You’re Role Models, Face Your Responsibilities
Abe Froman, PTA Chairman
Baseball players may not want to be role models, but role models they are. We’d like to think that policemen, firemen, and our local chamber of commerce members are the people our children look up to, but that’s not the case. Rarely have I seen a crowd of a thousand children chant a civil servant’s name and be cheered by the slightest acknowledgement. No, baseball players are role models to children, and they have a responsibility to carry themselves with class and dignity both on the diamond and off.
Using a legal steroid may improve a player’s performance in some ways, but is that extra 20 home runs worth having millions of children emulate their hero by shoplifting androsteriene off the shelves of their local GNC? I certainly don’t believe so. And maybe fighting, doing drugs, and chasing groupies is a fine release for the stress of their well-compensated jobs — I certainly wouldn’t know if they were — but think of the problems society faces if the best of our athletic talent, those who demonstrate grace and dedication on the field can’t even manage that modicum of self-control. Should little leaguers change into street clothes and assualt parents in the bleachers? I hope not!
And I believe that we, as fans and supporters of the game, have a right to demand that players behave better. If I buy a team’s cap, I shouldn’t have to worry if my players will chase my kids down on Halloween, or batter the sweet local girl they married. Every ticket, be it bought by man, woman or child, should be a reminder to each and every player that their actions serve as inspiration for good deeds or crimes, and they have a responsibility to be good examples.
You’d Do It Too — Admit It!
Get off my freakin’ back!
All I want to do is play the game, smell the cut grass, feel the sun on my face, then depart the park in my Lamborgini, reaching speeds of 120 mph while shotgunning a Coors light. Is that so wrong?
Listen, there are plenty of role models in baseball. Like, um,…Griffey! He hardly ever swears too much, and he’s a good example of how you should speak up when your bosses are really crappy. And that Ripken guy. If he wasn’t such an unbelievable Howdy-Doody, even your teenage kids would like him! And Paul O’Neill – okay, the pouting and whining and Gatorade cooler abuse every time he can’t do the job may not be such a good example, but he’s got a good, All-American Irish name, as does Troy O’Leary.

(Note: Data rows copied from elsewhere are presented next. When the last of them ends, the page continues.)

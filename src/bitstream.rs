use crate::error::{ErrorContext, ErrorKind, Res};

/// Every 16384th 32-bit word (0-based index congruent to `0x3FFF mod 0x4000`)
/// is padding inserted by the container format and must be skipped.
const PADDING_STRIDE: usize = 0x4000;
const PADDING_RESIDUE: usize = PADDING_STRIDE - 1;

/// Presents a compressed byte range as a stream of bits consumed MSB-first
/// within each 32-bit little-endian word.
///
/// Internally a 64-bit window holds the next bits to examine: the top 32
/// bits are the "head" returned by `peek`, the bottom 32 are the "tail"
/// that gets slid into place as the head drains.
pub(crate) struct BitStream<'a> {
    data: &'a [u8],
    /// Index (in 32-bit words) of the next word to pull from `data`.
    word_cursor: usize,
    /// Left-aligned window; valid bits occupy the top `bits_available` bits.
    bits: u64,
    bits_available: u32,
}

impl<'a> BitStream<'a> {
    pub fn new(data: &'a [u8]) -> Self {
        BitStream {
            data,
            word_cursor: 0,
            bits: 0,
            bits_available: 0,
        }
    }

    /// Returns the top `n` bits of the window without consuming them.
    pub fn peek(&mut self, n: u32) -> Res<u32> {
        self.need(n)?;
        Ok((self.bits >> (64 - n)) as u32)
    }

    /// Consumes `n` bits, refilling the tail if the window runs low.
    pub fn drop(&mut self, n: u32) -> Res<()> {
        self.need(n)?;
        if n > self.bits_available {
            return self.raise(
                ErrorKind::TruncatedInput,
                format!(
                    "dropping {} bits but only {} available",
                    n, self.bits_available
                ),
            );
        }
        self.bits <<= n;
        self.bits_available -= n;
        if self.bits_available < 32 {
            self.pull_word()?;
        }
        Ok(())
    }

    /// Convenience for `peek(n)` followed by `drop(n)`.
    pub fn take(&mut self, n: u32) -> Res<u32> {
        let v = self.peek(n)?;
        self.drop(n)?;
        Ok(v)
    }

    fn need(&mut self, n: u32) -> Res<()> {
        if self.bits_available < n {
            self.pull_word()?;
        }
        Ok(())
    }

    fn pull_word(&mut self) -> Res<()> {
        let idx = self.next_word_index();
        let word = self.read_word_at(idx)?;
        let shift = 32 - self.bits_available;
        self.bits |= (word as u64) << shift;
        self.bits_available += 32;
        Ok(())
    }

    /// Advances `word_cursor` past the current position, applying the
    /// block-boundary padding-skip rule, and returns the word index to read.
    fn next_word_index(&mut self) -> usize {
        let mut idx = self.word_cursor;
        if idx % PADDING_STRIDE == PADDING_RESIDUE {
            log::debug!("skipping padding word at index {}", idx);
            idx += 1;
        }
        self.word_cursor = idx + 1;
        idx
    }

    fn read_word_at(&self, idx: usize) -> Res<u32> {
        let start = idx * 4;
        match self.data.get(start..start + 4) {
            Some(bytes) => Ok(u32::from_le_bytes(bytes.try_into().expect("len 4"))),
            None => self.raise(
                ErrorKind::TruncatedInput,
                format!("word {} (byte {}) past end of compressed input", idx, start),
            ),
        }
    }
}

impl ErrorContext for BitStream<'_> {
    fn describe(&self) -> Option<String> {
        Some(format!(
            "word_cursor={}, bits_available={}",
            self.word_cursor, self.bits_available
        ))
    }
}

#[cfg(test)]
mod tests {
    use super::*;

    fn words(ws: &[u32]) -> Vec<u8> {
        ws.iter().flat_map(|w| w.to_le_bytes()).collect()
    }

    #[test_log::test]
    fn peek_is_idempotent() {
        let data = words(&[0x12345678]);
        let mut bs = BitStream::new(&data);
        let a = bs.peek(8).unwrap();
        let b = bs.peek(8).unwrap();
        assert_eq!(a, b);
        assert_eq!(a, 0x12);
    }

    #[test_log::test]
    fn peek_then_drop_consumes_exactly_n_bits() {
        let data = words(&[0x12345678]);
        let mut bs = BitStream::new(&data);
        assert_eq!(bs.peek(4).unwrap(), 0x1);
        bs.drop(4).unwrap();
        assert_eq!(bs.peek(4).unwrap(), 0x2);
        bs.drop(4).unwrap();
        assert_eq!(bs.peek(8).unwrap(), 0x34);
    }

    #[test_log::test]
    fn crosses_word_boundary() {
        let data = words(&[0xAABBCCDD, 0x11223344]);
        let mut bs = BitStream::new(&data);
        bs.drop(28).unwrap();
        // 4 bits left of the first word (0xD) followed by the top of the second.
        assert_eq!(bs.peek(4).unwrap(), 0xD);
        bs.drop(4).unwrap();
        assert_eq!(bs.peek(8).unwrap(), 0x11);
    }

    #[test_log::test]
    fn skips_padding_word_at_stride() {
        let mut ws = vec![0u32; PADDING_STRIDE + 1];
        ws[PADDING_RESIDUE] = 0xDEADBEEF; // must be skipped
        ws[PADDING_STRIDE] = 0xCAFEBABE; // read in its place
        let data = words(&ws);
        let mut bs = BitStream::new(&data);
        for _ in 0..PADDING_RESIDUE {
            bs.drop(32).unwrap();
        }
        assert_eq!(bs.peek(32).unwrap(), 0xCAFEBABE);
    }

    #[test_log::test]
    fn truncated_input_is_an_error() {
        let data = words(&[0x1]);
        let mut bs = BitStream::new(&data);
        bs.drop(32).unwrap();
        assert!(bs.peek(1).is_err());
    }
}
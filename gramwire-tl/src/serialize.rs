//! The [`Serializable`] trait and its implementations for primitive TL types.
//!
//! Encoding follows the [MTProto Binary Serialization] rules: little-endian
//! integers, 4-byte aligned length-prefixed byte strings.
//!
//! [MTProto Binary Serialization]: https://core.telegram.org/mtproto/serialize

/// Serialize `self` into TL binary format.
pub trait Serializable {
    /// Appends the serialized form of `self` to `buf`.
    fn serialize(&self, buf: &mut impl Extend<u8>);

    /// Convenience: allocate a fresh `Vec<u8>` and serialize into it.
    fn to_bytes(&self) -> Vec<u8> {
        let mut v = Vec::new();
        self.serialize(&mut v);
        v
    }
}

// ─── bool ────────────────────────────────────────────────────────────────────

/// `true`  → `boolTrue#997275b5`
/// `false` → `boolFalse#bc799737`
impl Serializable for bool {
    fn serialize(&self, buf: &mut impl Extend<u8>) {
        let id: u32 = if *self { 0x997275b5 } else { 0xbc799737 };
        id.serialize(buf);
    }
}

// ─── integers ────────────────────────────────────────────────────────────────

macro_rules! le_int {
    ($($t:ty),+) => {$(
        impl Serializable for $t {
            fn serialize(&self, buf: &mut impl Extend<u8>) {
                buf.extend(self.to_le_bytes());
            }
        }
    )+};
}

le_int!(i32, u32, i64, f64);

/// `int128` / `int256` are written verbatim.
impl<const N: usize> Serializable for [u8; N] {
    fn serialize(&self, buf: &mut impl Extend<u8>) {
        buf.extend(self.iter().copied());
    }
}

// ─── strings / bytes ─────────────────────────────────────────────────────────

/// TL `bytes`:
///
/// * `len ≤ 253`: `[len as u8][data][0-padding to a multiple of 4]`
/// * `len ≥ 254`: `[0xfe][len as 3 LE bytes][data][0-padding]`
impl Serializable for &[u8] {
    fn serialize(&self, buf: &mut impl Extend<u8>) {
        let len = self.len();
        let header_len = if len <= 253 {
            buf.extend([len as u8]);
            1
        } else {
            let l = (len as u32).to_le_bytes();
            buf.extend([0xfe, l[0], l[1], l[2]]);
            4
        };
        buf.extend(self.iter().copied());
        let padding = (4 - (header_len + len) % 4) % 4;
        buf.extend(std::iter::repeat_n(0u8, padding));
    }
}

impl Serializable for Vec<u8> {
    fn serialize(&self, buf: &mut impl Extend<u8>) {
        self.as_slice().serialize(buf);
    }
}

impl Serializable for String {
    fn serialize(&self, buf: &mut impl Extend<u8>) {
        self.as_bytes().serialize(buf);
    }
}

/// Raw passthrough: no length prefix, no padding.
impl Serializable for crate::Blob {
    fn serialize(&self, buf: &mut impl Extend<u8>) {
        buf.extend(self.0.iter().copied());
    }
}

// ─── vectors ─────────────────────────────────────────────────────────────────

/// Boxed `Vector<T>`, prefixed with constructor ID `0x1cb5c415`.
impl<T: Serializable> Serializable for Vec<T> {
    fn serialize(&self, buf: &mut impl Extend<u8>) {
        0x1cb5c415u32.serialize(buf);
        (self.len() as i32).serialize(buf);
        for item in self {
            item.serialize(buf);
        }
    }
}

/// Bare `vector<T>`: a count followed by items, no constructor ID.
impl<T: Serializable> Serializable for crate::RawVec<T> {
    fn serialize(&self, buf: &mut impl Extend<u8>) {
        (self.0.len() as i32).serialize(buf);
        for item in &self.0 {
            item.serialize(buf);
        }
    }
}

// ─── Option ──────────────────────────────────────────────────────────────────

/// Flag-guarded parameters write nothing when absent.
impl<T: Serializable> Serializable for Option<T> {
    fn serialize(&self, buf: &mut impl Extend<u8>) {
        if let Some(v) = self {
            v.serialize(buf);
        }
    }
}
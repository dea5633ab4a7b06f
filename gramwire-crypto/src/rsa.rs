//! RSA public-key encryption for the auth key exchange.
//!
//! Two schemes are supported. [`encrypt_hashed`] is the current RSA_PAD
//! scheme; [`encrypt`] is the legacy `SHA1(data) ++ data ++ padding` scheme
//! still accepted by servers for `p_q_inner_data`.

use num_bigint::BigUint;

use crate::{aes, sha1, sha256};

/// Maximum payload accepted by [`encrypt_hashed`].
pub const MAX_HASHED_LEN: usize = 144;
/// Maximum payload accepted by [`encrypt`].
pub const MAX_LEGACY_LEN: usize = 235;

const TEMP_KEY_RETRIES: usize = 20;

/// An RSA public key `(n, e)`.
#[derive(Clone, Debug, PartialEq)]
pub struct Key {
    n: BigUint,
    e: BigUint,
}

fn tl_bytes(out: &mut Vec<u8>, data: &[u8]) {
    let header = if data.len() < 254 {
        out.push(data.len() as u8);
        1
    } else {
        out.push(254);
        out.extend_from_slice(&(data.len() as u32).to_le_bytes()[..3]);
        4
    };
    out.extend_from_slice(data);
    let rem = (header + data.len()) % 4;
    if rem != 0 {
        out.extend(std::iter::repeat_n(0u8, 4 - rem));
    }
}

impl Key {
    /// Parse decimal `n` and `e` strings.
    pub fn new(n: &str, e: &str) -> Option<Self> {
        Some(Self::from_parts(
            BigUint::parse_bytes(n.as_bytes(), 10)?,
            BigUint::parse_bytes(e.as_bytes(), 10)?,
        ))
    }

    pub fn from_parts(n: BigUint, e: BigUint) -> Self {
        Self { n, e }
    }

    /// Size of the modulus in bytes.
    pub fn modulus_len(&self) -> usize {
        self.n.bits().div_ceil(8) as usize
    }

    /// The 64-bit fingerprint servers use to name this key.
    ///
    /// This is the low 64 bits of `SHA1(bytes(n) ++ bytes(e))` with both
    /// integers serialized big-endian as TL `bytes`.
    pub fn fingerprint(&self) -> i64 {
        let mut buf = Vec::with_capacity(self.modulus_len() + 12);
        tl_bytes(&mut buf, &self.n.to_bytes_be());
        tl_bytes(&mut buf, &self.e.to_bytes_be());
        let sha = sha1!(&buf);
        let mut low = [0u8; 8];
        low.copy_from_slice(&sha[12..]);
        i64::from_le_bytes(low)
    }

    /// Textbook `data^e mod n`, left-padded to the modulus length.
    pub fn encrypt_raw(&self, data: &[u8]) -> Vec<u8> {
        let c = BigUint::from_bytes_be(data).modpow(&self.e, &self.n);
        let bytes = c.to_bytes_be();
        let mut out = vec![0u8; self.modulus_len().max(bytes.len()) - bytes.len()];
        out.extend_from_slice(&bytes);
        out
    }
}

/// Legacy scheme: `SHA1(data) ++ data ++ random` up to 255 bytes, then RSA.
///
/// Returns `None` if `data` is longer than [`MAX_LEGACY_LEN`].
pub fn encrypt(data: &[u8], key: &Key, random_bytes: &[u8; 235]) -> Option<Vec<u8>> {
    if data.len() > MAX_LEGACY_LEN {
        return None;
    }
    let mut block = Vec::with_capacity(255);
    block.extend_from_slice(&sha1!(data));
    block.extend_from_slice(data);
    block.extend_from_slice(&random_bytes[..255 - block.len()]);
    Some(key.encrypt_raw(&block))
}

/// RSA_PAD: encrypt `data` with a fresh temporary AES key mixed into the block.
///
/// `random_bytes` supplies 192 bytes of padding material followed by the
/// 32-byte initial temporary key. A block that does not fit below the
/// modulus is redone with a new random temporary key. Returns `None` if
/// `data` is longer than [`MAX_HASHED_LEN`] or no candidate fit.
pub fn encrypt_hashed(data: &[u8], key: &Key, random_bytes: &[u8; 224]) -> Option<Vec<u8>> {
    encrypt_hashed_with(data, key, random_bytes, |temp_key| {
        getrandom::getrandom(temp_key).expect("getrandom");
    })
}

/// [`encrypt_hashed`] drawing each retry's temporary key from `next_key`.
pub fn encrypt_hashed_with(
    data:         &[u8],
    key:          &Key,
    random_bytes: &[u8; 224],
    mut next_key: impl FnMut(&mut [u8; 32]),
) -> Option<Vec<u8>> {
    if data.len() > MAX_HASHED_LEN {
        return None;
    }

    let mut data_with_padding = Vec::with_capacity(192);
    data_with_padding.extend_from_slice(data);
    data_with_padding.extend_from_slice(&random_bytes[..192 - data.len()]);
    let reversed: Vec<u8> = data_with_padding.iter().rev().copied().collect();

    let mut temp_key = [0u8; 32];
    temp_key.copy_from_slice(&random_bytes[192..]);

    for _ in 0..TEMP_KEY_RETRIES {
        let mut data_with_hash = Vec::with_capacity(224);
        data_with_hash.extend_from_slice(&reversed);
        data_with_hash.extend_from_slice(&sha256!(&temp_key, &data_with_padding));
        aes::ige_encrypt(&mut data_with_hash, &temp_key, &[0u8; 32]);

        let mut candidate = temp_key;
        for (a, b) in candidate.iter_mut().zip(sha256!(&data_with_hash)) {
            *a ^= b;
        }
        let mut block = candidate.to_vec();
        block.extend_from_slice(&data_with_hash);

        if BigUint::from_bytes_be(&block) < key.n {
            return Some(key.encrypt_raw(&block));
        }
        next_key(&mut temp_key);
    }
    None
}
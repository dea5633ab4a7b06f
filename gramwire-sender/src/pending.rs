//! Requests written to the server and still waiting for an answer.

use std::collections::HashMap;

use crate::request_state::RequestState;

/// In-flight requests keyed by the msg id they were sent with.
#[derive(Debug, Default)]
pub struct PendingState {
    map: HashMap<i64, RequestState>,
}

impl PendingState {
    pub fn new() -> Self { Self::default() }

    /// Track `state` under its assigned msg id. Requests that were never
    /// packed are ignored.
    pub fn insert(&mut self, state: RequestState) {
        if let Some(msg_id) = state.msg_id() {
            self.map.insert(msg_id, state);
        }
    }

    pub fn remove(&mut self, msg_id: i64) -> Option<RequestState> {
        self.map.remove(&msg_id)
    }

    /// Every request that travelled inside container `container_id`.
    pub fn remove_by_container(&mut self, container_id: i64) -> Vec<RequestState> {
        let ids: Vec<i64> = self.map
            .iter()
            .filter(|(_, s)| s.container_id() == Some(container_id))
            .map(|(id, _)| *id)
            .collect();
        let mut states: Vec<RequestState> = ids.into_iter().filter_map(|id| self.map.remove(&id)).collect();
        states.sort_by_key(|s| s.msg_id());
        states
    }

    /// Take everything, oldest first.
    pub fn drain(&mut self) -> Vec<RequestState> {
        let mut states: Vec<RequestState> = self.map.drain().map(|(_, s)| s).collect();
        states.sort_by_key(|s| s.msg_id());
        states
    }

    pub fn contains(&self, msg_id: i64) -> bool { self.map.contains_key(&msg_id) }

    pub fn len(&self) -> usize { self.map.len() }

    pub fn is_empty(&self) -> bool { self.map.is_empty() }

    pub fn clear(&mut self) { self.map.clear(); }
}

Fact is, kids love me because I’m a cranky, antisocial half-wit. How else do you explain the popularity of “Stone Cold” Steve Austin? They imagine me with a fridge full of Heineken, cupboard full of steroids and coke, and all the broads money can buy. Hell, that’s how you imagine me. The reality is that I’m so addicted to muscle-building that I don’t do anything but the steroids, leaving me without the ability to please a woman anyway. That’s why I’m so damn mean.
Still, other players like me fine, because I always say “hello” and “how you doin'” and show up for their occasional charity photo-op, which is more than they get from their own team’s front office personnel. The statheads and “just win, baby” freaks love me most of all. They don’t give a damn if I put on street clothes, head on up to the grandstand and kidney-punch a heckler or two, as long as the suspension doesn’t keep me from hitting 45 homers.
It’s not even my fault. If Major League Baseball hadn’t drafted me fresh out of high school, I could have easily gotten a baseball scholarship at a damn good college, where I’d’ve loaded up on easy business courses. Think about it: with my baseball-earned ivy league MBA, I’d be your boss right now. There’s your role model, buddy.
If you want “role models,” there are plenty of ’em, but think about this: Just why is Mark McGwire divorced? Why did Mariah drop Derek Jeter so fast, when she previously married a womanizing, cradle-robbing record exec? Why do you never see Alex Rodriguez with a woman at all?
‘Cause they’re wimps, that’s why. You want a role model that Dad could take in a fight (excepting McGwire, but you secretly suspect you could break his foot by stepping on it hard, don’t you?).